Tuesday, October 09, 2007

right when I needed it, too.

A guy recently followed me from a mall food court (where he was having lunch) into a kitchen store (where I was looking at stovetop espresso pots) to ask me out. Is it creepy to follow someone through a mall like that? Is it pathetic that I was so flattered by it that I'm now posting about it?

Whatever. I'm going to take it as a compliment and let my ego be boosted. Yay me!

Thursday, October 04, 2007

wow, life.

Oh, how much can change in a few months! I've gone from being a happily (if somewhat numbly) married woman, to being a slightly in shock, but much more self-aware single woman.

All kinds of different emotions are bubbling up, as I'm told can be expected. I'm just trying to keep perspective and stay upbeat while still allowing myself to grieve the relationship.

While this is a difficult time, I feel very lucky to have some great friends, and I'm curious (though scared at times) about what comes next. I also feel lucky that my ex is still a good man, and that we're splitting in a very amicable, caring way, and we're actually able to laugh at our situation together. So, all things considered, this is not such a bad time after all.

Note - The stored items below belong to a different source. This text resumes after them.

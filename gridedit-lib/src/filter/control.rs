//! Filter controls

/// Identifier of a filter control within one [`ColumnFilter`](super::ColumnFilter).
///
/// Carries the id of the filter that created it; other filters reject it.
#[derive(Debug, Clone, Copy, PartialEq, Eq, Hash)]
pub struct FilterId {
    owner: usize,
    index: usize,
}

impl FilterId {
    pub(super) fn new(owner: usize, index: usize) -> Self {
        Self { owner, index }
    }

    pub(super) fn owner(self) -> usize {
        self.owner
    }

    pub(super) fn index(self) -> usize {
        self.index
    }
}

impl std::fmt::Display for FilterId {
    fn fmt(&self, f: &mut std::fmt::Formatter<'_>) -> std::fmt::Result {
        write!(f, "filter#{}.{}", self.owner, self.index)
    }
}

/// A filter input bound to one column.
#[derive(Debug, Clone, PartialEq, Eq)]
pub struct FilterControl {
    id: FilterId,
    column: usize,
    text: String,
}

impl FilterControl {
    pub(super) fn new(id: FilterId, column: usize) -> Self {
        Self {
            id,
            column,
            text: String::new(),
        }
    }

    /// Returns the control id.
    pub fn id(&self) -> FilterId {
        self.id
    }

    /// Returns the column ordinal this control filters.
    pub fn column(&self) -> usize {
        self.column
    }

    /// Returns the text last typed into the control.
    pub fn text(&self) -> &str {
        &self.text
    }

    /// Returns `true` if the control has no text and therefore matches every row.
    pub fn is_empty(&self) -> bool {
        self.text.is_empty()
    }

    pub(super) fn set_text(&mut self, text: &str) {
        self.text = text.to_string();
    }

    /// Returns `true` if `cell` contains this control's text, ignoring case.
    ///
    /// A missing cell is matched as empty text.
    pub fn matches(&self, cell: Option<&str>) -> bool {
        contains_ignore_case(cell.unwrap_or(""), &self.text)
    }
}

/// Case-insensitive substring test. An empty needle always matches.
pub fn contains_ignore_case(haystack: &str, needle: &str) -> bool {
    if needle.is_empty() {
        return true;
    }
    haystack.to_lowercase().contains(&needle.to_lowercase())
}
mod error;
mod render;
mod script;

use std::fs::File;
use std::io::Write;
use std::path::{Path, PathBuf};
use std::process::ExitCode;
use std::time::Duration;

use clap::{Parser, ValueEnum};
use gridedit_lib::filter::FilterMode;
use gridedit_lib::model::TableSnapshot;
use gridedit_lib::{ApplyClient, EditableGrid, GridConfig, GridOutcome};
use log::{debug, error, info};
use serde::de::DeserializeOwned;
use simplelog::{Config, LevelFilter, WriteLogger};

use crate::error::CliError;
use crate::script::ScriptEvent;

/// Replay cell edits and filter input against a table and persist the changes.
#[derive(Debug, Parser)]
#[command(name = "gridedit", version)]
struct Args {
    /// Table snapshot (JSON: name, columns, rows, filters).
    #[arg(long)]
    table: PathBuf,

    /// Gesture script (JSON array of events).
    #[arg(long)]
    events: PathBuf,

    /// Base URL of the server hosting the persistence endpoint.
    #[arg(long)]
    url: String,

    /// Endpoint path, relative to the base URL.
    #[arg(long, default_value = gridedit_lib::DEFAULT_ENDPOINT_PATH)]
    endpoint: String,

    /// Show a row only if every non-empty filter matches it.
    #[arg(long)]
    combined_filters: bool,

    /// Per-request timeout in seconds.
    #[arg(long)]
    timeout_secs: Option<u64>,

    /// Write the final table snapshot here.
    #[arg(long)]
    output: Option<PathBuf>,

    #[arg(long, default_value = "gridedit.log")]
    log_file: PathBuf,

    #[arg(long, value_enum, default_value_t = LogLevel::Debug)]
    log_level: LogLevel,
}

#[derive(Debug, Clone, Copy, ValueEnum)]
enum LogLevel {
    Off,
    Error,
    Warn,
    Info,
    Debug,
    Trace,
}

impl From<LogLevel> for LevelFilter {
    fn from(level: LogLevel) -> Self {
        match level {
            LogLevel::Off => LevelFilter::Off,
            LogLevel::Error => LevelFilter::Error,
            LogLevel::Warn => LevelFilter::Warn,
            LogLevel::Info => LevelFilter::Info,
            LogLevel::Debug => LevelFilter::Debug,
            LogLevel::Trace => LevelFilter::Trace,
        }
    }
}

impl Args {
    fn config(&self) -> GridConfig {
        let mut config = GridConfig::default().with_endpoint_path(self.endpoint.clone());
        if self.combined_filters {
            config = config.with_filter_mode(FilterMode::Combined);
        }
        if let Some(secs) = self.timeout_secs {
            config = config.with_request_timeout(Duration::from_secs(secs));
        }
        config
    }
}

fn init_logging(args: &Args) -> Result<(), CliError> {
    let log_file = File::create(&args.log_file).map_err(|source| CliError::Write {
        path: args.log_file.clone(),
        source,
    })?;
    WriteLogger::init(args.log_level.into(), Config::default(), log_file)?;
    Ok(())
}

fn read_json<T: DeserializeOwned>(path: &Path) -> Result<T, CliError> {
    let text = std::fs::read_to_string(path).map_err(|source| CliError::Read {
        path: path.to_path_buf(),
        source,
    })?;
    serde_json::from_str(&text).map_err(|source| CliError::Json {
        path: path.to_path_buf(),
        source,
    })
}

/// Replay the script and print one line per write, then the visible rows.
async fn run(args: &Args, out: &mut impl Write) -> Result<(), CliError> {
    let snapshot: TableSnapshot = read_json(&args.table)?;
    let events: Vec<ScriptEvent> = read_json(&args.events)?;
    let config = args.config();
    info!(
        "Loaded '{}' ({} rows, {} filters), {} events",
        snapshot.name,
        snapshot.rows.len(),
        snapshot.filters.len(),
        events.len()
    );

    let client = ApplyClient::builder()
        .url(args.url.as_str())
        .config(&config)
        .build()?;
    info!("Posting changes to {}", client.endpoint());

    let mut grid = EditableGrid::new(snapshot.to_table()?, client).with_config(&config);
    let controls = snapshot
        .filters
        .iter()
        .map(|column| grid.add_filter(*column))
        .collect::<Result<Vec<_>, _>>()?;

    let mut writes = Vec::new();
    for (index, event) in events.iter().enumerate() {
        let event = event
            .resolve(grid.table(), &controls)
            .map_err(|source| CliError::Script { index, source })?;
        debug!("Event {}: {:?}", index, event);

        match grid
            .handle(event)
            .map_err(|source| CliError::Event { index, source })?
        {
            GridOutcome::Committed(write) => writes.push(write),
            GridOutcome::Filtered(outcome) => {
                debug!("{} rows visible, {} hidden", outcome.visible, outcome.hidden)
            }
            _ => {}
        }
    }

    for write in writes {
        let change = write.change().clone();
        match write.wait().await {
            Ok(response) => match response.error {
                Some(reason) => writeln!(out, "applied  {} (endpoint reported: {})", change, reason)?,
                None => writeln!(out, "applied  {}", change)?,
            },
            Err(e) => writeln!(out, "failed   {}: {}", change, e)?,
        }
    }

    write!(out, "{}", render::render_visible(grid.table()))?;

    if let Some(path) = &args.output {
        let mut out = grid.table().snapshot();
        out.filters = snapshot.filters.clone();
        let json = serde_json::to_string_pretty(&out).map_err(|source| CliError::Json {
            path: path.clone(),
            source,
        })?;
        std::fs::write(path, json).map_err(|source| CliError::Write {
            path: path.clone(),
            source,
        })?;
        info!("Wrote snapshot to {}", path.display());
    }

    Ok(())
}

#[tokio::main]
async fn main() -> ExitCode {
    let args = Args::parse();

    if let Err(e) = init_logging(&args) {
        eprintln!("Error: {}", e);
        return ExitCode::FAILURE;
    }

    match run(&args, &mut std::io::stdout()).await {
        Ok(()) => ExitCode::SUCCESS,
        Err(e) => {
            error!("{}", e);
            eprintln!("Error: {}", e);
            ExitCode::FAILURE
        }
    }
}
//! Grid configuration

use std::time::Duration;

use crate::filter::FilterMode;

/// Default path of the persistence endpoint, relative to the base URL.
pub const DEFAULT_ENDPOINT_PATH: &str = "/apply_changes";

/// Configuration shared by the persistence client and the grid.
///
/// # Example
///
/// ```
/// use std::time::Duration;
/// use gridedit_lib::GridConfig;
/// use gridedit_lib::filter::FilterMode;
///
/// let config = GridConfig::default()
///     .with_request_timeout(Duration::from_secs(10))
///     .with_filter_mode(FilterMode::Combined);
/// ```
#[derive(Debug, Clone, PartialEq, Eq)]
pub struct GridConfig {
    /// Path the change form is posted to.
    ///
    /// Default: `/apply_changes`
    pub endpoint_path: String,

    /// Per-request timeout.
    ///
    /// Default: none (a request runs until the transport gives up)
    pub request_timeout: Option<Duration>,

    /// How filter controls combine.
    ///
    /// Default: [`FilterMode::Independent`]
    pub filter_mode: FilterMode,
}

impl Default for GridConfig {
    fn default() -> Self {
        Self {
            endpoint_path: DEFAULT_ENDPOINT_PATH.to_string(),
            request_timeout: None,
            filter_mode: FilterMode::Independent,
        }
    }
}

impl GridConfig {
    /// Sets the endpoint path.
    pub fn with_endpoint_path(mut self, path: impl Into<String>) -> Self {
        self.endpoint_path = path.into();
        self
    }

    /// Sets the request timeout.
    pub fn with_request_timeout(mut self, timeout: Duration) -> Self {
        self.request_timeout = Some(timeout);
        self
    }

    /// Sets the filter mode.
    pub fn with_filter_mode(mut self, mode: FilterMode) -> Self {
        self.filter_mode = mode;
        self
    }
}
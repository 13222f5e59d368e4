//! CLI error type.

use std::path::PathBuf;

use gridedit_lib::error::{ApiError, GridError};
use thiserror::Error;

use crate::script::ScriptError;

#[derive(Debug, Error)]
pub enum CliError {
    #[error("cannot read {path}: {source}")]
    Read {
        path: PathBuf,
        source: std::io::Error,
    },
    #[error("cannot write {path}: {source}")]
    Write {
        path: PathBuf,
        source: std::io::Error,
    },
    #[error("cannot write output: {0}")]
    Output(#[from] std::io::Error),
    #[error("invalid JSON in {path}: {source}")]
    Json {
        path: PathBuf,
        source: serde_json::Error,
    },
    #[error("event {index}: {source}")]
    Script { index: usize, source: ScriptError },
    #[error("event {index}: {source}")]
    Event { index: usize, source: GridError },
    #[error("grid error: {0}")]
    Grid(#[from] GridError),
    #[error("client error: {0}")]
    Client(#[from] ApiError),
    #[error("logging: {0}")]
    Logger(#[from] log::SetLoggerError),
}
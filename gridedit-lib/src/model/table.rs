//! Table, rows and cell addressing

use std::sync::atomic::{AtomicUsize, Ordering};

use crate::error::GridError;

/// Unique identifier for a table instance.
///
/// A clone of a table keeps the id, so row ids stay valid on the copy.
#[derive(Debug, Clone, Copy, PartialEq, Eq, Hash, PartialOrd, Ord)]
pub struct TableId(usize);

impl TableId {
    fn new() -> Self {
        static COUNTER: AtomicUsize = AtomicUsize::new(0);
        Self(COUNTER.fetch_add(1, Ordering::SeqCst))
    }
}

impl std::fmt::Display for TableId {
    fn fmt(&self, f: &mut std::fmt::Formatter<'_>) -> std::fmt::Result {
        write!(f, "table#{}", self.0)
    }
}

/// Stable identity of a row within one [`Table`].
///
/// Assigned on insertion and never reused. Unlike the row *key* (the text of
/// the first cell), a `RowId` does not change when the key cell is edited.
/// It carries the id of its table, so no other table resolves it.
#[derive(Debug, Clone, Copy, PartialEq, Eq, Hash, PartialOrd, Ord)]
pub struct RowId {
    table: TableId,
    index: usize,
}

impl RowId {
    /// Returns the id of the table the row belongs to.
    pub fn table(self) -> TableId {
        self.table
    }
}

impl std::fmt::Display for RowId {
    fn fmt(&self, f: &mut std::fmt::Formatter<'_>) -> std::fmt::Result {
        write!(f, "{}/row#{}", self.table, self.index)
    }
}

/// Address of a body cell: a row id and a column ordinal.
#[derive(Debug, Clone, Copy, PartialEq, Eq, Hash)]
pub struct CellRef {
    /// The row containing the cell.
    pub row: RowId,
    /// Column ordinal, matching the header ordinal.
    pub column: usize,
}

impl CellRef {
    /// Creates a new cell reference.
    pub fn new(row: RowId, column: usize) -> Self {
        Self { row, column }
    }
}

impl std::fmt::Display for CellRef {
    fn fmt(&self, f: &mut std::fmt::Formatter<'_>) -> std::fmt::Result {
        write!(f, "({}, col {})", self.row, self.column)
    }
}

/// Whether a row is currently shown.
#[derive(Debug, Clone, Copy, PartialEq, Eq, Default)]
pub enum Visibility {
    #[default]
    Visible,
    Hidden,
}

/// The labels used to address a cell on the wire, read at a point in time.
#[derive(Debug, Clone, PartialEq, Eq)]
pub struct CellAddress {
    /// Logical table name.
    pub table_name: String,
    /// Header text at the cell's column ordinal.
    pub column_label: String,
    /// Text of the first cell in the cell's row.
    pub row_label: String,
}

/// A body row.
#[derive(Debug, Clone, PartialEq, Eq)]
pub struct Row {
    id: RowId,
    cells: Vec<String>,
    visibility: Visibility,
}

impl Row {
    /// Returns the row's stable id.
    pub fn id(&self) -> RowId {
        self.id
    }

    /// Returns the row key: the text of the first cell, or `""` for an empty row.
    pub fn key(&self) -> &str {
        self.cells.first().map(String::as_str).unwrap_or("")
    }

    /// Returns the text of the cell at `column`, if present.
    pub fn cell(&self, column: usize) -> Option<&str> {
        self.cells.get(column).map(String::as_str)
    }

    /// Returns all cell texts in column order.
    pub fn cells(&self) -> &[String] {
        &self.cells
    }

    /// Returns `true` if the row is shown.
    pub fn is_visible(&self) -> bool {
        self.visibility == Visibility::Visible
    }

    pub(crate) fn set_visibility(&mut self, visibility: Visibility) {
        self.visibility = visibility;
    }
}

/// A rendered table: a logical name, header labels and body rows.
///
/// The table is the single source of truth for cell text. Labels used for
/// persistence are always derived from its current contents.
#[derive(Debug, Clone, PartialEq, Eq)]
pub struct Table {
    id: TableId,
    name: String,
    columns: Vec<String>,
    rows: Vec<Row>,
    next_row_id: usize,
}

impl Table {
    /// Creates an empty table with a logical name and header labels.
    pub fn new<I, S>(name: impl Into<String>, columns: I) -> Self
    where
        I: IntoIterator<Item = S>,
        S: Into<String>,
    {
        Self {
            id: TableId::new(),
            name: name.into(),
            columns: columns.into_iter().map(Into::into).collect(),
            rows: Vec::new(),
            next_row_id: 0,
        }
    }

    /// Appends a row. The row must have exactly one cell per header.
    pub fn push_row<I, S>(&mut self, cells: I) -> Result<RowId, GridError>
    where
        I: IntoIterator<Item = S>,
        S: Into<String>,
    {
        let cells: Vec<String> = cells.into_iter().map(Into::into).collect();
        if cells.len() != self.columns.len() {
            return Err(GridError::RowWidth {
                expected: self.columns.len(),
                actual: cells.len(),
            });
        }

        let id = RowId {
            table: self.id,
            index: self.next_row_id,
        };
        self.next_row_id += 1;
        self.rows.push(Row {
            id,
            cells,
            visibility: Visibility::Visible,
        });
        Ok(id)
    }

    /// Builder-style variant of [`push_row`](Self::push_row).
    pub fn with_row<I, S>(mut self, cells: I) -> Result<Self, GridError>
    where
        I: IntoIterator<Item = S>,
        S: Into<String>,
    {
        self.push_row(cells)?;
        Ok(self)
    }

    /// Returns the unique id of this table instance.
    pub fn id(&self) -> TableId {
        self.id
    }

    /// Returns the logical table name.
    pub fn name(&self) -> &str {
        &self.name
    }

    /// Returns the header labels.
    pub fn columns(&self) -> &[String] {
        &self.columns
    }

    /// Returns the number of columns.
    pub fn column_count(&self) -> usize {
        self.columns.len()
    }

    /// Returns the header label at `column`.
    pub fn column_label(&self, column: usize) -> Option<&str> {
        self.columns.get(column).map(String::as_str)
    }

    /// Returns all rows, visible or not, in display order.
    pub fn rows(&self) -> &[Row] {
        &self.rows
    }

    /// Returns the visible rows in display order.
    pub fn visible_rows(&self) -> impl Iterator<Item = &Row> {
        self.rows.iter().filter(|r| r.is_visible())
    }

    pub(crate) fn rows_mut(&mut self) -> &mut [Row] {
        &mut self.rows
    }

    /// Returns the row with the given id.
    pub fn row(&self, id: RowId) -> Option<&Row> {
        self.rows.iter().find(|r| r.id == id)
    }

    /// Returns the id of the row at display position `index`.
    pub fn row_id_at(&self, index: usize) -> Option<RowId> {
        self.rows.get(index).map(|r| r.id)
    }

    /// Returns the current text of a cell.
    pub fn cell_text(&self, cell: CellRef) -> Result<&str, GridError> {
        let row = self.row(cell.row).ok_or(GridError::UnknownRow(cell.row))?;
        row.cell(cell.column).ok_or(GridError::ColumnOutOfRange {
            column: cell.column,
            columns: self.columns.len(),
        })
    }

    /// Replaces the text of a cell.
    pub fn set_cell_text(&mut self, cell: CellRef, text: impl Into<String>) -> Result<(), GridError> {
        let columns = self.columns.len();
        let row = self
            .rows
            .iter_mut()
            .find(|r| r.id == cell.row)
            .ok_or(GridError::UnknownRow(cell.row))?;
        let slot = row
            .cells
            .get_mut(cell.column)
            .ok_or(GridError::ColumnOutOfRange {
                column: cell.column,
                columns,
            })?;
        *slot = text.into();
        Ok(())
    }

    /// Reads the wire address of a cell from the table's current contents.
    ///
    /// The row label is whatever the first cell holds right now, so after
    /// editing a key cell the new key is returned.
    pub fn address(&self, cell: CellRef) -> Result<CellAddress, GridError> {
        let row = self.row(cell.row).ok_or(GridError::UnknownRow(cell.row))?;
        let column_label = self
            .column_label(cell.column)
            .ok_or(GridError::ColumnOutOfRange {
                column: cell.column,
                columns: self.columns.len(),
            })?;

        Ok(CellAddress {
            table_name: self.name.clone(),
            column_label: column_label.to_string(),
            row_label: row.key().to_string(),
        })
    }
}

I also suddenly have a lot of closet space. Nice.

Saturday, June 02, 2007

getting out of here soon(ish)

We just booked tickets to Australia! We'll be leaving on Feb 9 (my birthday) and we'll be there for ~4 weeks. Anyone want to housesit and hang out with Gracie while we're gone? I promise the kitchen will be fully functional by then, and Gracie's pretty mellow...

Sunday, May 13, 2007

get me out of here

It's been awhile, mostly because I haven't had the desire to write anything because my living situation is getting me down. Not that there hasn't been anything going on... Since my last post:
1. We moved back into our apartment (though the reno wasn't - and still isn't - complete)
2. We finally got our shower and sinks all working (after we moved back in - it was getting icky for a bit)
3. I graduated from shadowing shifts to doing solo shifts on the main operations desk (I love my new job)
4. I visited Travis in Shalalth and did some paintballing and waterskiing with the guys (the waterskiing was a tad cold, but fun)

Of all those things, numbers 3 and 4 were by far my favourites because right now, anything that is away from this apartment is good. I'm hoping I'll eventually be able to enjoy spending time here again, and I'm guessing it will all get better when there is some semblance of organisation in this place. Until then, I'm going to focus on things away from home to keep me sane.